**WHAT THE TASK ASKS**
From the listing below, extract every line containing "ApiFetch".
★ ★ ★
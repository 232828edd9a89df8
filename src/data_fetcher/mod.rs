//! Fetching and projection of upstream game data

pub mod api;
pub mod models;

pub use api::{SeasonPages, build_games_url, create_http_client_with_timeout, fetch_page};
pub use models::{ApiGame, ApiTeam, GameRecord, PageEnvelope, PageMeta};
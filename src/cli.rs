use clap::Parser;
use clap::builder::styling::{AnsiColor, Effects, Styles};

fn get_styles() -> Styles {
    Styles::styled()
        .header(AnsiColor::Cyan.on_default().effects(Effects::BOLD))
        .usage(AnsiColor::Cyan.on_default().effects(Effects::BOLD))
        .literal(AnsiColor::Green.on_default())
        .placeholder(AnsiColor::Yellow.on_default())
        .error(AnsiColor::Red.on_default().effects(Effects::BOLD))
        .valid(AnsiColor::Green.on_default())
        .invalid(AnsiColor::Red.on_default())
}

/// NBA Regular-Season Dataset Refresher
///
/// Downloads every regular-season game of the target season from the
/// balldontlie API, drops postseason games and games that have not been
/// played yet, and writes the result as a sorted CSV file.
///
/// A bare invocation refreshes the configured season into the configured
/// output directory. All settings can come from the config file, HOOPS_*
/// environment variables, or the flags below (flags win).
#[derive(Parser, Debug)]
#[command(author, about, long_about = None)]
#[command(styles = get_styles())]
pub struct Args {
    /// Season to refresh (e.g. 2023 for the 2023-24 season).
    /// Overrides the configured season for this run.
    #[arg(short = 's', long = "season", help_heading = "Dataset Options")]
    pub season: Option<u32>,

    /// Directory the dataset CSV is written into.
    /// Overrides the configured data directory for this run.
    #[arg(short = 'o', long = "output-dir", help_heading = "Dataset Options")]
    pub output_dir: Option<String>,

    /// Cutoff date in YYYY-MM-DD format standing in for "today".
    /// Games on or after this date are excluded. Defaults to the current
    /// local calendar date; useful for reproducible runs and testing.
    #[arg(short = 'd', long = "date", help_heading = "Dataset Options")]
    pub date: Option<String>,

    /// Update the API base URL in the config file and exit.
    #[arg(
        long = "set-api-base-url",
        help_heading = "Configuration",
        value_name = "URL"
    )]
    pub set_api_base_url: Option<String>,

    /// List current configuration settings
    #[arg(long = "list-config", short = 'l', help_heading = "Configuration")]
    pub list_config: bool,

    /// Enable debug logging, including a line per skipped postseason game.
    #[arg(long = "debug", help_heading = "Debug")]
    pub debug: bool,

    /// Specify a custom log file path. If not provided, logs are written to
    /// the default location.
    #[arg(long = "log-file", help_heading = "Debug")]
    pub log_file: Option<String>,
}
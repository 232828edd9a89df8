use serde::{Deserialize, Serialize};

/// Nested team object on an upstream game. Only the abbreviation is used;
/// the API sends many more fields which serde ignores.
#[derive(Debug, Clone, Serialize, Deserialize)]
pub struct ApiTeam {
    pub abbreviation: String,
}

/// One unprocessed game as returned by the API, prior to filtering and
/// projection. A page fails to decode when any of these fields is missing,
/// which usually means an upstream schema change.
#[derive(Debug, Clone, Serialize, Deserialize)]
pub struct ApiGame {
    pub date: String,
    pub postseason: bool,
    pub home_team: ApiTeam,
    pub visitor_team: ApiTeam,
    pub home_team_score: u32,
    pub visitor_team_score: u32,
}

/// Pagination metadata reported on every page.
#[derive(Debug, Clone, Serialize, Deserialize)]
pub struct PageMeta {
    pub total_pages: u32,
}

/// JSON envelope of one API page: a slice of games plus pagination metadata.
#[derive(Debug, Clone, Serialize, Deserialize)]
pub struct PageEnvelope {
    pub data: Vec<ApiGame>,
    pub meta: PageMeta,
}

/// One completed regular-season game, projected into the shape of a CSV row.
/// Field declaration order is the CSV column order.
#[derive(Debug, Clone, PartialEq, Eq, Serialize, Deserialize)]
pub struct GameRecord {
    pub date: String,
    pub home_team: String,
    pub visitor_team: String,
    pub home_team_score: u32,
    pub visitor_team_score: u32,
}

impl GameRecord {
    /// Projects a raw API game into a dataset record. The upstream date field
    /// sometimes carries a time component; only the first 10 characters
    /// (the ISO calendar date) are kept.
    pub fn from_api(game: ApiGame) -> Self {
        let date = match game.date.get(..10) {
            Some(prefix) => prefix.to_string(),
            None => game.date,
        };
        GameRecord {
            date,
            home_team: game.home_team.abbreviation,
            visitor_team: game.visitor_team.abbreviation,
            home_team_score: game.home_team_score,
            visitor_team_score: game.visitor_team_score,
        }
    }
}

#[cfg(test)]
mod tests {
    use super::*;

    fn raw_game(date: &str, postseason: bool) -> ApiGame {
        ApiGame {
            date: date.to_string(),
            postseason,
            home_team: ApiTeam {
                abbreviation: "BOS".to_string(),
            },
            visitor_team: ApiTeam {
                abbreviation: "LAL".to_string(),
            },
            home_team_score: 112,
            visitor_team_score: 99,
        }
    }

    #[test]
    fn test_from_api_truncates_datetime() {
        let record = GameRecord::from_api(raw_game("2024-01-15T00:00:00.000Z", false));
        assert_eq!(record.date, "2024-01-15");
        assert_eq!(record.home_team, "BOS");
        assert_eq!(record.visitor_team, "LAL");
        assert_eq!(record.home_team_score, 112);
        assert_eq!(record.visitor_team_score, 99);
    }

    #[test]
    fn test_from_api_keeps_plain_date() {
        let record = GameRecord::from_api(raw_game("2024-01-15", false));
        assert_eq!(record.date, "2024-01-15");
    }

    #[test]
    fn test_from_api_short_date_passes_through() {
        let record = GameRecord::from_api(raw_game("2024", false));
        assert_eq!(record.date, "2024");
    }

    #[test]
    fn test_envelope_deserializes_and_ignores_extra_fields() {
        let body = r#"{
            "data": [
                {
                    "id": 857603,
                    "date": "2024-01-15T00:00:00.000Z",
                    "postseason": false,
                    "season": 2023,
                    "status": "Final",
                    "home_team": {"id": 2, "abbreviation": "BOS", "city": "Boston"},
                    "visitor_team": {"id": 14, "abbreviation": "LAL", "city": "Los Angeles"},
                    "home_team_score": 112,
                    "visitor_team_score": 99
                }
            ],
            "meta": {"total_pages": 9, "current_page": 1, "per_page": 100}
        }"#;

        let envelope: PageEnvelope = serde_json::from_str(body).unwrap();
        assert_eq!(envelope.data.len(), 1);
        assert_eq!(envelope.meta.total_pages, 9);
        assert_eq!(envelope.data[0].home_team.abbreviation, "BOS");
        assert!(!envelope.data[0].postseason);
    }

    #[test]
    fn test_envelope_missing_meta_is_an_error() {
        let body = r#"{"data": []}"#;
        assert!(serde_json::from_str::<PageEnvelope>(body).is_err());
    }

    #[test]
    fn test_envelope_missing_data_is_an_error() {
        let body = r#"{"meta": {"total_pages": 1}}"#;
        assert!(serde_json::from_str::<PageEnvelope>(body).is_err());
    }

    #[test]
    fn test_game_missing_score_is_an_error() {
        let body = r#"{
            "data": [
                {
                    "date": "2024-01-15",
                    "postseason": false,
                    "home_team": {"abbreviation": "BOS"},
                    "visitor_team": {"abbreviation": "LAL"},
                    "home_team_score": 112
                }
            ],
            "meta": {"total_pages": 1}
        }"#;
        assert!(serde_json::from_str::<PageEnvelope>(body).is_err());
    }
}
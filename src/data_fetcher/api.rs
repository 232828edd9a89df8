//! HTTP access to the upstream games API and the page cursor

use reqwest::Client;
use serde::de::DeserializeOwned;
use std::time::Duration;
use tracing::{debug, error, info, instrument};

use crate::config::Config;
use crate::constants::{API_PAGE_SIZE, HTTP_POOL_MAX_IDLE_PER_HOST};
use crate::data_fetcher::models::{GameRecord, PageEnvelope};
use crate::error::AppError;

/// Creates a configured HTTP client with connection pooling and a request
/// timeout. One client is shared across all page fetches of a run.
pub fn create_http_client_with_timeout(timeout_seconds: u64) -> Result<Client, reqwest::Error> {
    Client::builder()
        .timeout(Duration::from_secs(timeout_seconds))
        .pool_max_idle_per_host(HTTP_POOL_MAX_IDLE_PER_HOST)
        .build()
}

/// Creates an HTTP client for testing with the default timeout
#[cfg(test)]
pub fn create_test_http_client() -> Client {
    create_http_client_with_timeout(crate::constants::DEFAULT_HTTP_TIMEOUT_SECONDS)
        .expect("Failed to create test HTTP client")
}

/// Builds the games URL for one page of one season.
///
/// # Example
/// ```
/// use hoops_dataset::data_fetcher::api::build_games_url;
///
/// let url = build_games_url("https://api.example.com/games", 2023, 2);
/// assert_eq!(url, "https://api.example.com/games?seasons[]=2023&page=2&per_page=100");
/// ```
pub fn build_games_url(base_url: &str, season: u32, page: u32) -> String {
    format!("{base_url}?seasons[]={season}&page={page}&per_page={API_PAGE_SIZE}")
}

/// Generic fetch: one GET, status mapped to a specific error variant, body
/// decoded as JSON with shape diagnostics. Failures are not retried; any
/// non-2xx response or undecodable body aborts the run.
#[instrument(skip(client))]
pub(crate) async fn fetch<T: DeserializeOwned>(client: &Client, url: &str) -> Result<T, AppError> {
    debug!("Fetching data from URL: {url}");

    let response = match client.get(url).send().await {
        Ok(resp) => resp,
        Err(e) => {
            error!("Request failed for URL {}: {}", url, e);
            return if e.is_timeout() {
                Err(AppError::network_timeout(url))
            } else if e.is_connect() {
                Err(AppError::network_connection(url, e.to_string()))
            } else {
                Err(AppError::ApiFetch(e))
            };
        }
    };

    let status = response.status();
    debug!("Response status: {status}");

    if !status.is_success() {
        let status_code = status.as_u16();
        let reason = status.canonical_reason().unwrap_or("Unknown error");

        error!("HTTP {} - {} (URL: {})", status_code, reason, url);

        return Err(match status_code {
            404 => AppError::api_not_found(url),
            429 => AppError::api_rate_limit(reason, url),
            400..=499 => AppError::api_client_error(status_code, reason, url),
            502 | 503 => AppError::api_service_unavailable(status_code, reason, url),
            _ => AppError::api_server_error(status_code, reason, url),
        });
    }

    let response_text = match response.text().await {
        Ok(text) => text,
        Err(e) => {
            error!("Failed to read response text from URL {}: {}", url, e);
            return Err(AppError::ApiFetch(e));
        }
    };

    debug!("Response length: {} bytes", response_text.len());

    match serde_json::from_str::<T>(&response_text) {
        Ok(parsed) => Ok(parsed),
        Err(e) => {
            error!("Failed to parse API response: {} (URL: {})", e, url);

            // Distinguish malformed JSON from valid JSON with the wrong shape
            if response_text.trim().is_empty() {
                Err(AppError::api_no_data("Response body is empty", url))
            } else if !response_text.trim_start().starts_with('{')
                && !response_text.trim_start().starts_with('[')
            {
                Err(AppError::api_malformed_json(
                    "Response is not valid JSON",
                    url,
                ))
            } else {
                Err(AppError::api_unexpected_structure(e.to_string(), url))
            }
        }
    }
}

/// Fetches one page of games for a season.
#[instrument(skip(client, config))]
pub async fn fetch_page(
    client: &Client,
    config: &Config,
    season: u32,
    page: u32,
) -> Result<PageEnvelope, AppError> {
    let url = build_games_url(&config.api_base_url, season, page);
    fetch::<PageEnvelope>(client, &url).await
}

/// Single-pass cursor over all pages of a season.
///
/// Starts at page 1 assuming one page, re-reads `total_pages` from each
/// fetched page's metadata (the most recently observed value bounds the
/// loop), and yields one batch of projected records per page, in page order.
/// Postseason games are dropped during projection. The cursor is not
/// restartable; pages beyond the last drained batch are never fetched.
pub struct SeasonPages<'a> {
    client: &'a Client,
    config: &'a Config,
    season: u32,
    next_page: u32,
    total_pages: u32,
}

impl<'a> SeasonPages<'a> {
    pub fn new(client: &'a Client, config: &'a Config, season: u32) -> Self {
        SeasonPages {
            client,
            config,
            season,
            next_page: 1,
            total_pages: 1,
        }
    }

    /// Fetches the next page and returns its non-postseason games, or
    /// `Ok(None)` once the page counter has passed the reported total.
    pub async fn next_batch(&mut self) -> Result<Option<Vec<GameRecord>>, AppError> {
        if self.next_page > self.total_pages {
            return Ok(None);
        }

        let page = self.next_page;
        let envelope = fetch_page(self.client, self.config, self.season, page).await?;

        self.total_pages = envelope.meta.total_pages;
        self.next_page += 1;
        info!("Fetched page {} of {}", page, self.total_pages);

        let mut records = Vec::with_capacity(envelope.data.len());
        for game in envelope.data {
            if game.postseason {
                debug!(
                    "Skipping {} vs {} on {} because postseason=true",
                    game.home_team.abbreviation, game.visitor_team.abbreviation, game.date
                );
                continue;
            }
            records.push(GameRecord::from_api(game));
        }

        Ok(Some(records))
    }

    /// Drains the cursor, returning every remaining record in page order.
    pub async fn collect_remaining(&mut self) -> Result<Vec<GameRecord>, AppError> {
        let mut records = Vec::new();
        while let Some(batch) = self.next_batch().await? {
            records.extend(batch);
        }
        Ok(records)
    }
}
★ ★ ★
**ANSWER TO THE EXERCISE**
                Err(AppError::ApiFetch(e))
            return Err(AppError::ApiFetch(e));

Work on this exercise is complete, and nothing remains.